First, note that without specifying an orderby, the order of the records is 
not guaranteed to follow any particular rule, so you can't be sure which 
record .last() will return.

Second, your current query is returning *all *records from the database, 
which involves parsing each record into a Row object. Depending on the data 
in each record and the number of records, this can get slow.

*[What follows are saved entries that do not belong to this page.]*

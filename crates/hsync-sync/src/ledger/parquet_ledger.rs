use std::collections::{BTreeMap, HashMap};
use std::fs::File;
use std::path::{Path, PathBuf};
use std::sync::Arc;

use anyhow::{anyhow, Context, Result};
use arrow_array::{Array, ArrayRef, Float64Array, Int64Array, RecordBatch, StringArray};
use arrow_schema::{DataType, Field as ArrowField, Schema};
use async_trait::async_trait;
use hsync_adapters::DateWindow;
use hsync_core::{Cell, Fingerprint, RecordIdentity, UnifiedRecord, LEDGER_COLUMNS};
use hsync_storage::write_atomic;
use parquet::arrow::arrow_reader::ParquetRecordBatchReaderBuilder;
use parquet::arrow::ArrowWriter;
use tokio::sync::Mutex;
use tracing::debug;
use uuid::Uuid;

use super::{in_span, probe_record, LedgerSink};
use crate::merge::{LedgerOp, SinkWriteError, WriteMode};

#[derive(Debug, Clone, Copy)]
enum ColumnKind {
    Text,
    Int,
    Float,
}

use ColumnKind::{Float, Int, Text};

/// Physical type of each ledger column, in `LEDGER_COLUMNS` order.
const COLUMN_KINDS: [ColumnKind; 23] = [
    Text, Text, Text, Text, Float, Int, Int, Int, Int, Int, Int, Int, Int, Text, Float, Int, Int, Int, Float, Float,
    Float, Int, Text,
];

const REQUIRED_COLUMNS: [&str; 3] = ["date", "source", "source_record_id"];

fn ledger_schema() -> Arc<Schema> {
    Arc::new(Schema::new(
        LEDGER_COLUMNS
            .iter()
            .zip(COLUMN_KINDS)
            .map(|(name, kind)| {
                let data_type = match kind {
                    Text => DataType::Utf8,
                    Int => DataType::Int64,
                    Float => DataType::Float64,
                };
                ArrowField::new(*name, data_type, !REQUIRED_COLUMNS.contains(name))
            })
            .collect::<Vec<_>>(),
    ))
}

fn encode(records: &[UnifiedRecord]) -> Result<Vec<u8>> {
    let rows: Vec<Vec<Cell>> = records.iter().map(UnifiedRecord::to_ledger_row).collect();
    let columns: Vec<ArrayRef> = COLUMN_KINDS
        .iter()
        .enumerate()
        .map(|(i, kind)| -> ArrayRef {
            match kind {
                Text => Arc::new(StringArray::from(rows.iter().map(|r| r[i].as_text()).collect::<Vec<_>>())),
                Int => Arc::new(Int64Array::from(rows.iter().map(|r| r[i].as_int()).collect::<Vec<_>>())),
                Float => Arc::new(Float64Array::from(rows.iter().map(|r| r[i].as_float()).collect::<Vec<_>>())),
            }
        })
        .collect();

    let batch = RecordBatch::try_new(ledger_schema(), columns).context("building ledger record batch")?;
    let mut buf = Vec::new();
    let mut writer = ArrowWriter::try_new(&mut buf, batch.schema(), None).context("opening parquet writer")?;
    writer.write(&batch).context("writing ledger record batch")?;
    writer.close().context("closing parquet writer")?;
    Ok(buf)
}

fn column_cells(batch: &RecordBatch, index: usize, rows: &mut [Vec<Cell>]) -> Result<()> {
    let name = LEDGER_COLUMNS[index];
    let column = batch
        .column_by_name(name)
        .ok_or_else(|| anyhow!("ledger file lacks column `{name}`"))?;
    let wrong_type = || anyhow!("ledger column `{name}` has type {}", column.data_type());

    match COLUMN_KINDS[index] {
        Text => {
            let values = column.as_any().downcast_ref::<StringArray>().ok_or_else(wrong_type)?;
            for (r, row) in rows.iter_mut().enumerate() {
                row.push(if values.is_null(r) { Cell::Null } else { Cell::Text(values.value(r).to_string()) });
            }
        }
        Int => {
            let values = column.as_any().downcast_ref::<Int64Array>().ok_or_else(wrong_type)?;
            for (r, row) in rows.iter_mut().enumerate() {
                row.push(if values.is_null(r) { Cell::Null } else { Cell::Int(values.value(r)) });
            }
        }
        Float => {
            let values = column.as_any().downcast_ref::<Float64Array>().ok_or_else(wrong_type)?;
            for (r, row) in rows.iter_mut().enumerate() {
                row.push(if values.is_null(r) { Cell::Null } else { Cell::Float(values.value(r)) });
            }
        }
    }
    Ok(())
}

fn decode(path: &Path) -> Result<Vec<UnifiedRecord>> {
    let file = File::open(path).with_context(|| format!("opening {}", path.display()))?;
    let reader = ParquetRecordBatchReaderBuilder::try_new(file)
        .with_context(|| format!("reading parquet metadata of {}", path.display()))?
        .build()
        .with_context(|| format!("opening parquet reader {}", path.display()))?;

    let mut records = Vec::new();
    for batch in reader {
        let batch = batch.with_context(|| format!("reading record batch from {}", path.display()))?;
        let mut rows = vec![Vec::with_capacity(LEDGER_COLUMNS.len()); batch.num_rows()];
        for index in 0..LEDGER_COLUMNS.len() {
            column_cells(&batch, index, &mut rows)?;
        }
        for row in rows {
            records.push(UnifiedRecord::from_ledger_row(&row).with_context(|| format!("decoding {}", path.display()))?);
        }
    }
    Ok(records)
}

/// The whole ledger as one parquet file with the 23 contract columns.
/// Batches rewrite the file through a temp file and rename.
#[derive(Debug)]
pub struct ParquetLedger {
    path: PathBuf,
    write_lock: Mutex<()>,
}

impl ParquetLedger {
    pub fn new(path: impl Into<PathBuf>) -> Self {
        Self {
            path: path.into(),
            write_lock: Mutex::new(()),
        }
    }

    pub fn path(&self) -> &Path {
        &self.path
    }

    /// Every row, in ledger order. A missing file is an empty ledger.
    pub async fn read_all(&self) -> Result<Vec<UnifiedRecord>> {
        if !tokio::fs::try_exists(&self.path).await.unwrap_or(false) {
            return Ok(Vec::new());
        }
        decode(&self.path)
    }

    async fn write_merged(&self, ops: &[LedgerOp]) -> Result<usize> {
        let mut rows: BTreeMap<RecordIdentity, UnifiedRecord> =
            self.read_all().await?.into_iter().map(|r| (r.identity(), r)).collect();
        for op in ops {
            rows.insert(op.identity(), op.record().clone());
        }
        let records: Vec<UnifiedRecord> = rows.into_values().collect();
        let bytes = encode(&records)?;
        write_atomic(&self.path, &bytes).await?;
        Ok(records.len())
    }
}

#[async_trait]
impl LedgerSink for ParquetLedger {
    fn describe(&self) -> String {
        format!("parquet {}", self.path.display())
    }

    fn write_mode(&self) -> WriteMode {
        WriteMode::Atomic
    }

    async fn read_identities(&self, span: Option<DateWindow>) -> Result<HashMap<RecordIdentity, Fingerprint>> {
        Ok(self
            .read_all()
            .await?
            .into_iter()
            .filter(|r| in_span(r.date, span.as_ref()))
            .map(|r| (r.identity(), r.fingerprint()))
            .collect())
    }

    async fn apply_batch(&self, ops: &[LedgerOp]) -> Result<(), SinkWriteError> {
        let _guard = self.write_lock.lock().await;
        match self.write_merged(ops).await {
            Ok(total) => {
                debug!(path = %self.path.display(), ops = ops.len(), total, "parquet ledger rewritten");
                Ok(())
            }
            Err(err) => Err(SinkWriteError::nothing_written(format!("{err:#}"), ops)),
        }
    }

    async fn verify_write_access(&self) -> Result<()> {
        if tokio::fs::try_exists(&self.path).await.unwrap_or(false) {
            decode(&self.path)?;
        }
        let parent = self.path.parent().unwrap_or_else(|| Path::new("."));
        let probe_path = parent.join(format!(".verify-{}.parquet", Uuid::new_v4()));
        let probe = probe_record();

        write_atomic(&probe_path, &encode(std::slice::from_ref(&probe))?).await?;
        let read_back = decode(&probe_path);
        tokio::fs::remove_file(&probe_path)
            .await
            .with_context(|| format!("removing {}", probe_path.display()))?;

        match read_back?.as_slice() {
            [row] if *row == probe => Ok(()),
            other => Err(anyhow!("probe file read back {} rows", other.len())),
        }
    }
}

#[cfg(test)]
mod tests {
    use super::*;
    use chrono::{DateTime, NaiveDate};
    use hsync_core::{Source, Workout};

    fn record(day: u32, id: &str) -> UnifiedRecord {
        UnifiedRecord {
            bedtime: Some(DateTime::parse_from_rfc3339("2025-01-01T23:05:00-05:00").unwrap()),
            sleep_duration_min: Some(452.0),
            sleep_score: Some(81),
            workout: Some(Workout {
                distance_km: Some(4.99),
                pace_min_per_km: Some(4.97),
                ..Workout::of_type("run")
            }),
            ..UnifiedRecord::new(NaiveDate::from_ymd_opt(2025, 1, day).unwrap(), Source::RollaOne, id)
        }
    }

    #[test]
    fn schema_follows_column_contract() {
        let schema = ledger_schema();
        let names: Vec<_> = schema.fields().iter().map(|f| f.name().as_str()).collect();
        assert_eq!(names, LEDGER_COLUMNS);
        assert_eq!(schema.field(4).data_type(), &DataType::Float64);
        assert_eq!(schema.field(5).data_type(), &DataType::Int64);
        assert!(!schema.field(22).is_nullable());
    }

    #[tokio::test]
    async fn batches_upsert_by_identity() {
        let dir = tempfile::tempdir().unwrap();
        let ledger = ParquetLedger::new(dir.path().join("ledger").join("unified.parquet"));
        assert!(ledger.read_all().await.unwrap().is_empty());

        ledger
            .apply_batch(&[LedgerOp::Insert(record(2, "b")), LedgerOp::Insert(record(1, "a"))])
            .await
            .unwrap();
        let mut corrected = record(1, "a");
        corrected.sleep_score = Some(84);
        ledger.apply_batch(&[LedgerOp::Update(corrected.clone())]).await.unwrap();

        let rows = ledger.read_all().await.unwrap();
        assert_eq!(rows, vec![corrected.clone(), record(2, "b")]);
        let ids = ledger.read_identities(None).await.unwrap();
        assert_eq!(ids[&corrected.identity()], corrected.fingerprint());
    }

    #[tokio::test]
    async fn probe_round_trip_leaves_directory_clean() {
        let dir = tempfile::tempdir().unwrap();
        let ledger = ParquetLedger::new(dir.path().join("unified.parquet"));
        ledger.verify_write_access().await.unwrap();
        assert_eq!(std::fs::read_dir(dir.path()).unwrap().count(), 0);
    }

    #[tokio::test]
    async fn unreadable_file_fails_the_batch_without_writing() {
        let dir = tempfile::tempdir().unwrap();
        let path = dir.path().join("unified.parquet");
        std::fs::write(&path, b"not parquet").unwrap();
        let ledger = ParquetLedger::new(&path);
        let ops = vec![LedgerOp::Insert(record(1, "a"))];
        let err = ledger.apply_batch(&ops).await.unwrap_err();
        assert_eq!(err.unwritten, ops);
        assert_eq!(std::fs::read(&path).unwrap(), b"not parquet");
    }
}
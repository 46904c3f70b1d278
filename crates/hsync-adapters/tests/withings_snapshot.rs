use std::path::{Path, PathBuf};

use hsync_adapters::sources::WithingsNormalizer;
use hsync_adapters::{load_payload_fixture, normalize_payloads, NormalizeContext};
use hsync_core::UnifiedRecord;

fn workspace_root() -> PathBuf {
    Path::new(env!("CARGO_MANIFEST_DIR")).join("../..")
}

#[test]
fn withings_fixture_matches_snapshot() {
    let root = workspace_root();
    let payloads = load_payload_fixture(root.join("fixtures/withings/sample/payloads.json")).expect("fixture loads");
    let (records, errors) = normalize_payloads(&WithingsNormalizer, &payloads, &NormalizeContext::default());

    let snapshot = std::fs::read_to_string(root.join("fixtures/withings/sample/snapshot.json")).expect("snapshot exists");
    let expected: Vec<UnifiedRecord> = serde_json::from_str(&snapshot).expect("snapshot parses");

    // totalcalories includes resting burn and is never read as active calories
    assert_eq!(payloads.len(), 3);
    assert_eq!(records, expected);
    assert!(errors.is_empty());
}
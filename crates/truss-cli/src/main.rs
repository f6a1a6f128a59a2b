use std::process::ExitCode;

use truss_solver::{AnalysisConfig, StaticAnalysis};

fn usage() {
    eprintln!("usage: truss-cli solve <input.txt> [output.txt] [--json]");
}

fn main() -> ExitCode {
    let mut args: Vec<String> = std::env::args().skip(1).collect();
    let json = if let Some(pos) = args.iter().position(|a| a == "--json") {
        args.remove(pos);
        true
    } else {
        false
    };

    if args.len() < 2 || args.len() > 3 || args[0] != "solve" {
        usage();
        return ExitCode::from(2);
    }
    let input = &args[1];
    let output = args.get(2).map(String::as_str);

    let model = match truss_io::read_model_file(input) {
        Ok(model) => model,
        Err(err) => {
            eprintln!("failed to load {input}: {err}");
            return ExitCode::from(1);
        }
    };
    println!("{}", model.statistics().format());

    let analysis = StaticAnalysis::new(AnalysisConfig {
        verbose: true,
        ..Default::default()
    });
    let results = match analysis.run(&model) {
        Ok(results) => results,
        Err(err) => {
            eprintln!("solve failed: {err}");
            return ExitCode::from(1);
        }
    };

    match output {
        Some(path) => {
            let written = if json {
                truss_io::write_results_json(path, &results)
            } else {
                truss_io::write_results_txt(path, &results)
            };
            if let Err(err) = written {
                eprintln!("failed to write {path}: {err}");
                return ExitCode::from(1);
            }
            println!(
                "solved {} DOFs, wrote {path} at {}",
                results.num_dofs,
                chrono::Local::now().format("%Y-%m-%d %H:%M:%S")
            );
        }
        None => {
            // No output file: report to stdout
            if json {
                match serde_json::to_string_pretty(&results) {
                    Ok(text) => println!("{text}"),
                    Err(err) => {
                        eprintln!("failed to encode results: {err}");
                        return ExitCode::from(1);
                    }
                }
            } else {
                print!("{}", truss_io::results_to_string(&results));
            }
        }
    }
    ExitCode::SUCCESS
}
//! Penalty-method enforcement of fixed-displacement constraints.
//!
//! A constrained node has all three of its DOFs forced to (approximately)
//! zero: the force entries are discarded and each diagonal stiffness entry
//! is multiplied by a large penalty factor. The sparsity pattern is never
//! resized or renumbered, at the cost of enforcing the constraint only to
//! within ~1/penalty of the surrounding stiffness magnitudes.

use nalgebra::DVector;
use nalgebra_sparse::{CscMatrix, SparseEntryMut};

/// Default diagonal penalty factor
pub const PENALTY_FACTOR: f64 = 1e16;

/// Apply all fixed-node constraints to the assembled system in place.
///
/// Per constrained node: the three force entries are zeroed (an applied load
/// at a fixed node is superseded by the constraint), and the three diagonal
/// stiffness entries are scaled by `penalty`. Off-diagonal entries are left
/// untouched, so symmetry is preserved.
///
/// If a constrained node is isolated, its diagonal entries are structurally
/// absent and the scaling is a no-op: the DOF stays singular and the solve
/// reports the failure instead of this step hiding it.
pub fn apply_constraints(
    stiffness: &mut CscMatrix<f64>,
    force: &mut DVector<f64>,
    constraints: &[usize],
    penalty: f64,
) {
    for &node in constraints {
        for axis in 0..3 {
            let dof = 3 * node + axis;
            force[dof] = 0.0;
            if let Some(SparseEntryMut::NonZero(value)) = stiffness.get_entry_mut(dof, dof) {
                *value *= penalty;
            }
        }
    }
}

#[cfg(test)]
mod tests {
    use super::*;
    use crate::assembly::{assemble_force_vector, assemble_stiffness};
    use nalgebra_sparse::SparseEntry;
    use truss_model::TrussModel;

    fn entry(m: &CscMatrix<f64>, i: usize, j: usize) -> f64 {
        match m.get_entry(i, j) {
            Some(SparseEntry::NonZero(v)) => *v,
            _ => 0.0,
        }
    }

    fn bar_model() -> TrussModel {
        let mut model = TrussModel::new(200_000.0);
        model.add_node(0.0, 0.0, 0.0);
        model.add_node(1.0, 2.0, 2.0);
        model.add_strut(0, 1, 0.05);
        model.add_load(0, 40.0, -10.0, 5.0);
        model.constrain_node(0);
        model
    }

    #[test]
    fn scales_diagonal_and_zeroes_force() {
        let model = bar_model();
        let (mut k, _) = assemble_stiffness(&model).unwrap();
        let mut force = assemble_force_vector(&model);
        let before: Vec<f64> = (0..3).map(|d| entry(&k, d, d)).collect();

        apply_constraints(&mut k, &mut force, &model.constraints, PENALTY_FACTOR);

        for d in 0..3 {
            assert!((entry(&k, d, d) - before[d] * PENALTY_FACTOR).abs() <= before[d].abs() * 1e-3);
            assert_eq!(force[d], 0.0);
        }
    }

    #[test]
    fn off_diagonal_entries_untouched() {
        let model = bar_model();
        let (mut k, _) = assemble_stiffness(&model).unwrap();
        let mut force = assemble_force_vector(&model);
        let coupling_before = entry(&k, 0, 3);
        let off_diag_before = entry(&k, 0, 1);

        apply_constraints(&mut k, &mut force, &model.constraints, PENALTY_FACTOR);

        assert_eq!(entry(&k, 0, 3), coupling_before);
        assert_eq!(entry(&k, 0, 1), off_diag_before);
    }

    #[test]
    fn unconstrained_dofs_keep_their_loads() {
        let mut model = bar_model();
        model.add_load(1, 0.0, 77.0, 0.0);
        let (mut k, _) = assemble_stiffness(&model).unwrap();
        let mut force = assemble_force_vector(&model);

        apply_constraints(&mut k, &mut force, &model.constraints, PENALTY_FACTOR);

        assert!((force[4] - 77.0).abs() < 1e-12);
    }

    #[test]
    fn isolated_node_constraint_is_a_no_op() {
        // Node 2 touches no strut: its diagonal entries are structurally
        // absent, so the penalty has nothing to scale and the DOFs stay
        // singular.
        let mut model = bar_model();
        model.add_node(9.0, 9.0, 9.0);
        model.constrain_node(2);

        let (mut k, _) = assemble_stiffness(&model).unwrap();
        let mut force = assemble_force_vector(&model);
        apply_constraints(&mut k, &mut force, &model.constraints, PENALTY_FACTOR);

        for d in 6..9 {
            assert_eq!(entry(&k, d, d), 0.0);
        }
    }
}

However, you 
only want a single record (it appears you want the one with the most recent 
created_on date), so you should instead use orderby and limitby:

curr_record = db(db.pushes).select(orderby=~db.pushes.created_on, limitby=(0
, 1)).first()
if current_record.created_on.date() < datetime.datetime.now().date():
    etc.

To speed things up further, you can define an index on the created_on field.
Anthony

On Wednesday, June 22, 2016 at 1:23:54 PM UTC-4, Grzegorz Dzień wrote:
>
> I have an app with following code:
>
>     curr_val = db(db.pushes).select().last().kolik
>     if db(db.pushes.created_on).select().last().created_on.date() < 
> datetime.datetime.now().date():
>         db.pushes.insert(kolik=1)
>     else:
>         db.pushes.insert(kolik=curr_val+1)
>
> When DB gets to 6428 (last time I've checked) this took 9 seconds on 
> mysql, after I deleted all records it ends up within 1 second. As the DB 
> grows this code gets slower and slower.
> Can someone point me as to what I am doing wrong?